The doctor walked in, looked at her lying on the examining table and said, "Woman, get up from there, put on your clothes and don't come back until you've lost 50 pounds!"
She cried all the way home and tearfully told her husband what the mean doctor had said. Did he report the doctor to the Medical Board's manners committee? Absolutely not. An ex-Marine, he wanted to go posthaste to the doctor's office and beat the living bejeebers out of him!
But cooler heads prevailed. And would you believe it? At the next Snow reunion, the talk wasn't all about Aunt Zetta's tasty cheesy-chicken casserole or Cousin Yvonne's scrumptious strawberry shortcake. The talk was about how great Mary Lou looked after losing all that weight.
As to advising patients about the number and spacing of their babies, what's wrong with a doctor kindly educating them on the merits of contraception, even handing them a package with the instruction "Use one at bedtime"?
Yes, there's only a fine line between medicine and meddling, but I'd opt for a doctor erring on the part of the latter in the interest of my health and longevity.
My best byline
The tree men came and removed the huge oak that stood at the edge of the woodland behind the house. I hated to see it go, but it had died, of old age and internal rot, and marred my wife's view from the kitchen window.

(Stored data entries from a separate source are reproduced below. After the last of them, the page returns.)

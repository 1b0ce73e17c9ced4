use crate::config::{AlgorithmFamily, StrategyConfig};
use crate::model::{Placement, Rect};

pub mod guillotine;
pub mod maxrects;
pub mod skyline;

/// A packing strategy places rectangles into a bin of fixed dimensions.
///
/// Implementations must ensure no overlaps and never place outside the bin.
/// `insert` returns `None` when no free region can hold the rectangle, and in
/// that case leaves the strategy untouched. Different strategies produce
/// different layouts for identical input; nothing is promised about *where* a
/// rectangle lands.
pub trait PackingStrategy {
    /// Bin dimensions, fixed at construction.
    fn dimensions(&self) -> (u32, u32);
    /// Placed area divided by the bin area, in `[0, 1]`.
    fn occupancy(&self) -> f32;
    /// Forgets every placement; dimensions are unchanged.
    fn clear(&mut self);
    /// Places a `width x height` rectangle, rotating it by 90° only when
    /// `allow_rotation` is set and the strategy is configured to rotate.
    fn insert(&mut self, width: u32, height: u32, allow_rotation: bool) -> Option<Placement>;
}

impl<P: PackingStrategy + ?Sized> PackingStrategy for Box<P> {
    fn dimensions(&self) -> (u32, u32) {
        (**self).dimensions()
    }
    fn occupancy(&self) -> f32 {
        (**self).occupancy()
    }
    fn clear(&mut self) {
        (**self).clear()
    }
    fn insert(&mut self, width: u32, height: u32, allow_rotation: bool) -> Option<Placement> {
        (**self).insert(width, height, allow_rotation)
    }
}

/// Builds the strategy selected by `cfg` for a `width x height` bin.
pub fn create_strategy(cfg: &StrategyConfig, width: u32, height: u32) -> Box<dyn PackingStrategy> {
    match cfg.family {
        AlgorithmFamily::MaxRects => Box::new(maxrects::MaxRectsPacker::new(
            width,
            height,
            cfg.mr_heuristic,
            cfg.allow_rotation,
        )),
        AlgorithmFamily::Skyline => Box::new(skyline::SkylinePacker::new(
            width,
            height,
            cfg.skyline_heuristic,
            cfg.use_waste_map,
            cfg.allow_rotation,
        )),
        AlgorithmFamily::Guillotine => Box::new(guillotine::GuillotinePacker::new(
            width,
            height,
            cfg.g_choice,
            cfg.g_split,
            cfg.use_merge,
            cfg.allow_rotation,
        )),
    }
}

/// Occupancy helper shared by the strategies.
pub(crate) fn occupancy_of(used_area: u64, width: u32, height: u32) -> f32 {
    let total = width as u64 * height as u64;
    if total == 0 {
        0.0
    } else {
        (used_area as f64 / total as f64) as f32
    }
}

/// Builds the placement for a rectangle requested as `w x h` and stored as `place`.
pub(crate) fn placement_of(w: u32, h: u32, place: Rect) -> Placement {
    Placement {
        frame: place,
        rotated: w != h && place.w == h && place.h == w,
    }
}

/// Removes every rectangle fully contained in another one.
pub(crate) fn prune_contained(free: &mut Vec<Rect>) {
    let mut i = 0;
    while i < free.len() {
        let mut j = i + 1;
        let a = free[i];
        let a_x2 = a.x + a.w;
        let a_y2 = a.y + a.h;
        let mut remove_i = false;
        while j < free.len() {
            let b = free[j];
            let b_x2 = b.x + b.w;
            let b_y2 = b.y + b.h;
            // a inside b
            if a.x >= b.x && a.y >= b.y && a_x2 <= b_x2 && a_y2 <= b_y2 {
                remove_i = true;
                break;
            }
            // b inside a
            if b.x >= a.x && b.y >= a.y && b_x2 <= a_x2 && b_y2 <= a_y2 {
                free.remove(j);
                continue;
            }
            j += 1;
        }
        if remove_i {
            free.remove(i);
        } else {
            i += 1;
        }
    }
}

/// Merges adjacent rectangles sharing a full edge until no merge applies.
pub(crate) fn merge_adjacent(free: &mut Vec<Rect>) {
    let mut merged = true;
    while merged {
        merged = false;
        'outer: for i in 0..free.len() {
            for j in i + 1..free.len() {
                let a = free[i];
                let b = free[j];
                // horizontal merge (same y, height, contiguous in x)
                if a.y == b.y && a.h == b.h {
                    if a.x + a.w == b.x {
                        free[i] = Rect::new(a.x, a.y, a.w + b.w, a.h);
                        free.remove(j);
                        merged = true;
                        break 'outer;
                    } else if b.x + b.w == a.x {
                        free[i] = Rect::new(b.x, a.y, a.w + b.w, a.h);
                        free.remove(j);
                        merged = true;
                        break 'outer;
                    }
                }
                // vertical merge (same x, width, contiguous in y)
                if a.x == b.x && a.w == b.w {
                    if a.y + a.h == b.y {
                        free[i] = Rect::new(a.x, a.y, a.w, a.h + b.h);
                        free.remove(j);
                        merged = true;
                        break 'outer;
                    } else if b.y + b.h == a.y {
                        free[i] = Rect::new(a.x, b.y, a.w, a.h + b.h);
                        free.remove(j);
                        merged = true;
                        break 'outer;
                    }
                }
            }
        }
    }
}

/// Splits `fr` around `node`, pushing the free parts (above, below, left, right).
pub(crate) fn subtract(fr: &Rect, node: &Rect, out: &mut Vec<Rect>) {
    let fr_x2 = fr.x + fr.w;
    let fr_y2 = fr.y + fr.h;
    let n_x2 = node.x + node.w;
    let n_y2 = node.y + node.h;

    let ix1 = fr.x.max(node.x);
    let iy1 = fr.y.max(node.y);
    let ix2 = fr_x2.min(n_x2);
    let iy2 = fr_y2.min(n_y2);

    if iy1 > fr.y {
        out.push(Rect::new(fr.x, fr.y, fr.w, iy1 - fr.y));
    }
    if iy2 < fr_y2 {
        out.push(Rect::new(fr.x, iy2, fr.w, fr_y2 - iy2));
    }
    let band = iy2.saturating_sub(iy1);
    if ix1 > fr.x && band > 0 {
        out.push(Rect::new(fr.x, iy1, ix1 - fr.x, band));
    }
    if ix2 < fr_x2 && band > 0 {
        out.push(Rect::new(ix2, iy1, fr_x2 - ix2, band));
    }
}
use crate::error::{MapperError, Result};
use crate::mapper::WeightedItem;
use crate::model::Placement;
use crate::packer::PackingStrategy;

/// One placed item, remembered so the bin can be replayed.
#[derive(Debug, Clone)]
pub(crate) struct BinEntry {
    /// Position of the item in the mapper's pending queue.
    pub index: usize,
    pub key: String,
    pub width: u32,
    pub height: u32,
    pub allow_rotation: bool,
    pub square: u64,
    /// Final (unpadded) placement.
    pub placement: Placement,
}

/// A packing strategy plus the bookkeeping needed to replay and compact it.
///
/// Entries are kept in placement order; `square` and `min_edge` always
/// describe exactly those entries.
pub(crate) struct Bin {
    strategy: Box<dyn PackingStrategy>,
    padding: u32,
    entries: Vec<BinEntry>,
    square: u64,
    min_edge: u32,
}

impl Bin {
    pub fn new(strategy: Box<dyn PackingStrategy>, padding: u32) -> Self {
        Self {
            strategy,
            padding,
            entries: Vec::new(),
            square: 0,
            min_edge: 0,
        }
    }

    /// Inserts the padded item; the returned box is already shrunk back.
    fn insert_padded(&mut self, width: u32, height: u32, allow_rotation: bool) -> Option<Placement> {
        let extra = self.padding * 2;
        let placed = self
            .strategy
            .insert(width + extra, height + extra, allow_rotation)?;
        let edge = placed.frame.w.max(placed.frame.h);
        self.min_edge = self.min_edge.max(edge);
        Some(Placement {
            frame: placed.frame.shrink(self.padding),
            rotated: placed.rotated,
        })
    }

    pub fn try_insert(&mut self, index: usize, item: &WeightedItem) -> bool {
        let spec = &item.item;
        let Some(placement) = self.insert_padded(spec.width, spec.height, spec.allow_rotation)
        else {
            return false;
        };
        self.square += item.square;
        self.entries.push(BinEntry {
            index,
            key: spec.key.clone(),
            width: spec.width,
            height: spec.height,
            allow_rotation: spec.allow_rotation,
            square: item.square,
            placement,
        });
        true
    }

    fn try_insert_entry(&mut self, entry: &BinEntry) -> bool {
        let Some(placement) = self.insert_padded(entry.width, entry.height, entry.allow_rotation)
        else {
            return false;
        };
        self.square += entry.square;
        self.entries.push(BinEntry {
            placement,
            ..entry.clone()
        });
        true
    }

    /// Replays this bin's entries, in order, into `other`.
    /// Returns false as soon as one entry does not fit.
    pub fn replay_into(&self, other: &mut Bin) -> bool {
        self.entries.iter().all(|e| other.try_insert_entry(e))
    }

    /// Clears the strategy and re-inserts every entry in placement order.
    pub fn rebuild(&mut self) -> Result<()> {
        self.strategy.clear();
        self.square = 0;
        self.min_edge = 0;
        let entries = std::mem::take(&mut self.entries);
        for entry in &entries {
            if !self.try_insert_entry(entry) {
                let (width, height) = self.size();
                return Err(MapperError::RebuildFailed {
                    key: entry.key.clone(),
                    width,
                    height,
                });
            }
        }
        Ok(())
    }

    pub fn size(&self) -> (u32, u32) {
        self.strategy.dimensions()
    }

    pub fn occupancy(&self) -> f32 {
        self.strategy.occupancy()
    }

    pub fn square(&self) -> u64 {
        self.square
    }

    pub fn min_edge(&self) -> u32 {
        self.min_edge
    }

    pub fn is_empty(&self) -> bool {
        self.entries.is_empty()
    }

    pub fn len(&self) -> usize {
        self.entries.len()
    }

    pub fn entries(&self) -> &[BinEntry] {
        &self.entries
    }
}

#[cfg(test)]
mod tests {
    use super::*;
    use crate::config::StrategyConfig;
    use crate::model::AtlasItem;
    use crate::packer::create_strategy;

    fn weighted(key: &str, w: u32, h: u32, padding: u32) -> WeightedItem {
        WeightedItem::new(AtlasItem::new(key, w, h), padding)
    }

    fn filled_bin(padding: u32) -> Bin {
        let cfg = StrategyConfig::default();
        let mut bin = Bin::new(create_strategy(&cfg, 128, 128), padding);
        let sizes = [(40, 30), (30, 40), (20, 20), (50, 10), (10, 50)];
        for (i, (w, h)) in sizes.into_iter().enumerate() {
            assert!(bin.try_insert(i, &weighted(&format!("s{i}"), w, h, padding)));
        }
        bin
    }

    #[test]
    fn rebuild_reproduces_totals_and_placements() {
        let mut bin = filled_bin(1);
        let before: Vec<_> = bin.entries().iter().map(|e| (e.index, e.placement)).collect();
        let square = bin.square();
        let min_edge = bin.min_edge();
        let occupancy = bin.occupancy();

        for _ in 0..2 {
            bin.rebuild().expect("rebuild");

            let after: Vec<_> = bin.entries().iter().map(|e| (e.index, e.placement)).collect();
            assert_eq!(before, after);
            assert_eq!(bin.square(), square);
            assert_eq!(bin.min_edge(), min_edge);
            assert_eq!(bin.occupancy(), occupancy);
        }
    }

    #[test]
    fn square_and_min_edge_use_padded_sizes() {
        let bin = filled_bin(2);
        let expected: u64 = [(40, 30), (30, 40), (20, 20), (50, 10), (10, 50)]
            .iter()
            .map(|&(w, h)| (w as u64 + 4) * (h as u64 + 4))
            .sum();
        assert_eq!(bin.square(), expected);
        assert_eq!(bin.min_edge(), 54);
        for e in bin.entries() {
            let f = e.placement.frame;
            let (fw, fh) = if e.placement.rotated {
                (e.height, e.width)
            } else {
                (e.width, e.height)
            };
            assert_eq!((f.w, f.h), (fw, fh));
            assert!(f.x >= 2 && f.y >= 2);
        }
    }

    #[test]
    fn rebuild_into_smaller_strategy_fails() {
        let mut bin = filled_bin(0);
        let cfg = StrategyConfig::default();
        bin.strategy = create_strategy(&cfg, 32, 32);
        let err = bin.rebuild().unwrap_err();
        assert!(matches!(err, MapperError::RebuildFailed { width: 32, height: 32, .. }));
    }

    #[test]
    fn failed_insert_leaves_bin_untouched() {
        let mut bin = filled_bin(0);
        let len = bin.len();
        let square = bin.square();
        assert!(!bin.try_insert(99, &weighted("huge", 200, 10, 0)));
        assert_eq!(bin.len(), len);
        assert_eq!(bin.square(), square);
    }
}
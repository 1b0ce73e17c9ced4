use thiserror::Error;

#[derive(Debug, Error)]
pub enum MapperError {
    #[error("I/O error: {0}")]
    Io(#[from] std::io::Error),
    #[error("Image error: {0}")]
    Image(#[from] image::ImageError),
    #[error("JSON error: {0}")]
    Json(#[from] serde_json::Error),
    #[error("Invalid atlas dimensions: {width}x{height}")]
    InvalidDimensions { width: u32, height: u32 },
    #[error("Invalid configuration: {0}")]
    InvalidConfig(String),
    #[error("Invalid item: {0}")]
    InvalidItem(String),
    #[error(
        "Sprite '{key}' ({width}x{height}, padding {padding}) is too big to fit into a {max_width}x{max_height} atlas"
    )]
    ItemTooLarge {
        key: String,
        width: u32,
        height: u32,
        padding: u32,
        max_width: u32,
        max_height: u32,
    },
    #[error("No progress packing {pending} pending item(s) into a {width}x{height} bin")]
    ZeroProgress {
        pending: usize,
        width: u32,
        height: u32,
    },
    #[error("Failed to replay item '{key}' while rebuilding a {width}x{height} bin")]
    RebuildFailed { key: String, width: u32, height: u32 },
    #[error("Sink protocol violation: {0}")]
    SinkProtocol(String),
    #[error("Unknown pixel format: {0}")]
    UnknownPixelFormat(String),
    #[error("Sprite name '{0}' already exists")]
    DuplicateSprite(String),
    #[error("Invalid atlas manifest: {0}")]
    Manifest(String),
}

pub type Result<T> = std::result::Result<T, MapperError>;
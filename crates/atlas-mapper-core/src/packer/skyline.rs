use super::guillotine::score_choice;
use super::{PackingStrategy, merge_adjacent, occupancy_of, placement_of, prune_contained, subtract};
use crate::config::{GuillotineChoice, SkylineHeuristic};
use crate::model::{Placement, Rect};

/// One horizontal segment of the skyline; `y` is the first free row above it.
#[derive(Clone, Copy, Debug)]
struct SkylineNode {
    x: u32,
    y: u32,
    w: u32,
}

impl SkylineNode {
    #[inline]
    fn end(&self) -> u32 {
        self.x + self.w
    }
}

pub struct SkylinePacker {
    width: u32,
    height: u32,
    skylines: Vec<SkylineNode>,
    heuristic: SkylineHeuristic,
    waste: Option<WasteMap>,
    allow_rotation: bool,
    used_area: u64,
}

impl SkylinePacker {
    pub fn new(
        width: u32,
        height: u32,
        heuristic: SkylineHeuristic,
        use_waste_map: bool,
        allow_rotation: bool,
    ) -> Self {
        Self {
            width,
            height,
            skylines: vec![SkylineNode { x: 0, y: 0, w: width }],
            heuristic,
            waste: use_waste_map.then(WasteMap::default),
            allow_rotation,
            used_area: 0,
        }
    }

    fn can_put(&self, mut i: usize, w: u32, h: u32) -> Option<Rect> {
        let mut rect = Rect::new(self.skylines[i].x, 0, w, h);
        if rect.x + w > self.width {
            return None;
        }
        let mut width_left = w;
        loop {
            rect.y = rect.y.max(self.skylines[i].y);
            if rect.y + h > self.height {
                return None;
            }
            if self.skylines[i].w >= width_left {
                return Some(rect);
            }
            width_left -= self.skylines[i].w;
            i += 1;
            if i >= self.skylines.len() {
                return None;
            }
        }
    }

    fn orientations(&self, w: u32, h: u32, rotate: bool) -> impl Iterator<Item = (u32, u32)> {
        [(w, h, true), (h, w, rotate && w != h)]
            .into_iter()
            .filter(|o| o.2)
            .map(|o| (o.0, o.1))
    }

    fn find_skyline(&self, w: u32, h: u32, rotate: bool) -> Option<(usize, Rect)> {
        // (primary, secondary) scores, lower is better
        let mut best: Option<((u64, u64), usize, Rect)> = None;
        for i in 0..self.skylines.len() {
            for (cw, ch) in self.orientations(w, h, rotate) {
                let Some(r) = self.can_put(i, cw, ch) else {
                    continue;
                };
                let bottom = (r.y + r.h) as u64;
                let score = match self.heuristic {
                    SkylineHeuristic::BottomLeft => (bottom, self.skylines[i].w as u64),
                    SkylineHeuristic::MinWaste => (self.wasted_area_for(i, &r), bottom),
                };
                if best.as_ref().is_none_or(|b| score < b.0) {
                    best = Some((score, i, r));
                }
            }
        }
        best.map(|(_, i, r)| (i, r))
    }

    fn wasted_area_for(&self, start: usize, r: &Rect) -> u64 {
        let mut area: u64 = 0;
        let mut width_left = r.w;
        let mut i = start;
        while width_left > 0 && i < self.skylines.len() {
            let seg = &self.skylines[i];
            let use_w = width_left.min(seg.w);
            if seg.y < r.y {
                area += (r.y - seg.y) as u64 * use_w as u64;
            }
            width_left -= use_w;
            i += 1;
        }
        area
    }

    fn split(&mut self, index: usize, rect: &Rect) {
        let node = SkylineNode {
            x: rect.x,
            y: rect.y + rect.h,
            w: rect.w,
        };
        debug_assert!(node.end() <= self.width);
        self.skylines.insert(index, node);

        let i = index + 1;
        while i < self.skylines.len() {
            let prev_end = self.skylines[i - 1].end();
            if self.skylines[i].x >= prev_end {
                break;
            }
            let shrink = prev_end - self.skylines[i].x;
            if self.skylines[i].w <= shrink {
                self.skylines.remove(i);
            } else {
                self.skylines[i].x += shrink;
                self.skylines[i].w -= shrink;
                break;
            }
        }
    }

    fn merge(&mut self) {
        let mut i = 1;
        while i < self.skylines.len() {
            if self.skylines[i - 1].y == self.skylines[i].y {
                self.skylines[i - 1].w += self.skylines[i].w;
                self.skylines.remove(i);
            } else {
                i += 1;
            }
        }
    }

    /// Records the gaps left between the old skyline and the underside of `rect`.
    fn add_waste_areas(&mut self, index: usize, rect: &Rect) {
        let Some(wm) = self.waste.as_mut() else {
            return;
        };
        let rect_end = rect.x + rect.w;
        let mut i = index;
        while i < self.skylines.len() && self.skylines[i].x < rect_end {
            let seg = self.skylines[i];
            if seg.end() <= rect.x {
                break;
            }
            let left = seg.x.max(rect.x);
            let right = seg.end().min(rect_end);
            if seg.y < rect.y && right > left {
                wm.add_area(Rect::new(left, seg.y, right - left, rect.y - seg.y));
            }
            i += 1;
        }
    }
}

impl PackingStrategy for SkylinePacker {
    fn dimensions(&self) -> (u32, u32) {
        (self.width, self.height)
    }

    fn occupancy(&self) -> f32 {
        occupancy_of(self.used_area, self.width, self.height)
    }

    fn clear(&mut self) {
        self.skylines.clear();
        self.skylines.push(SkylineNode {
            x: 0,
            y: 0,
            w: self.width,
        });
        if let Some(wm) = self.waste.as_mut() {
            wm.free.clear();
        }
        self.used_area = 0;
    }

    fn insert(&mut self, width: u32, height: u32, allow_rotation: bool) -> Option<Placement> {
        if width == 0 || height == 0 {
            return None;
        }
        let rotate = self.allow_rotation && allow_rotation;

        // Try waste map first
        if let Some(wm) = self.waste.as_mut() {
            if let Some(place) = wm.try_pack(width, height, rotate) {
                self.used_area += place.area();
                return Some(placement_of(width, height, place));
            }
        }

        let (i, place) = self.find_skyline(width, height, rotate)?;
        // The waste areas are measured against the skyline before the split.
        self.add_waste_areas(i, &place);
        self.split(i, &place);
        self.merge();
        self.used_area += place.area();
        Some(placement_of(width, height, place))
    }
}

/// Free rectangles recovered from underneath the skyline.
#[derive(Clone, Default)]
struct WasteMap {
    free: Vec<Rect>,
}

impl WasteMap {
    fn try_pack(&mut self, w: u32, h: u32, rotate: bool) -> Option<Rect> {
        let r = self.choose(w, h, rotate)?;
        self.place(&r);
        Some(r)
    }

    fn choose(&self, w: u32, h: u32, rotate: bool) -> Option<Rect> {
        let mut best: Option<((i64, i64), Rect)> = None;
        for fr in &self.free {
            for (cw, ch, enabled) in [(w, h, true), (h, w, rotate && w != h)] {
                if !enabled || fr.w < cw || fr.h < ch {
                    continue;
                }
                let score = score_choice(GuillotineChoice::BestShortSideFit, fr, cw, ch);
                if best.as_ref().is_none_or(|b| score < b.0) {
                    best = Some((score, Rect::new(fr.x, fr.y, cw, ch)));
                }
            }
        }
        best.map(|(_, r)| r)
    }

    fn place(&mut self, node: &Rect) {
        // keep the list disjoint from the placed node
        let mut new_free: Vec<Rect> = Vec::with_capacity(self.free.len() + 2);
        for fr in self.free.drain(..) {
            if fr.intersects(node) {
                subtract(&fr, node, &mut new_free);
            } else {
                new_free.push(fr);
            }
        }
        self.free = new_free;
        prune_contained(&mut self.free);
        merge_adjacent(&mut self.free);
    }

    fn add_area(&mut self, r: Rect) {
        if r.w > 0 && r.h > 0 {
            self.free.push(r);
        }
        prune_contained(&mut self.free);
        merge_adjacent(&mut self.free);
    }
}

For decades, it had housed families of squirrels. Farther up the trunk, a couple of red-bellied woodpeckers regularly nested. From our windows, we watched their coming and going in the cycle of seasons as they fed and trained their young to survive man and nature.
The tree itself had withstood the rage and ravages of Hurricane Hugo and other notable storms.
To the trunk of the tree, my late neighbor Ed Green and I had anchored the corner of the children's treehouse, a one-day rush job awaiting them when they came home from school one beautiful April day.
Not long ago, I came across a copy of the house rules adopted by them and their neighborhood friends:
1. Do not shout in the club except when necessary.
2. Do not stick your body out the windows.
3. Do not jump out of the club. Use steps.
4. No jumping up and down.
5. Safety first.
A few days afterward, I discovered that the 7-year-old had printed on a 2-by-6 timber under the tree house: "By Ed and A.C." It was my best byline ever.
I'll get used to the gap that the tree's absence leaves on the face of nature, much like a missing tooth in the face of a little boy. It will take longer to adjust to the small gap in the landscape of the heart.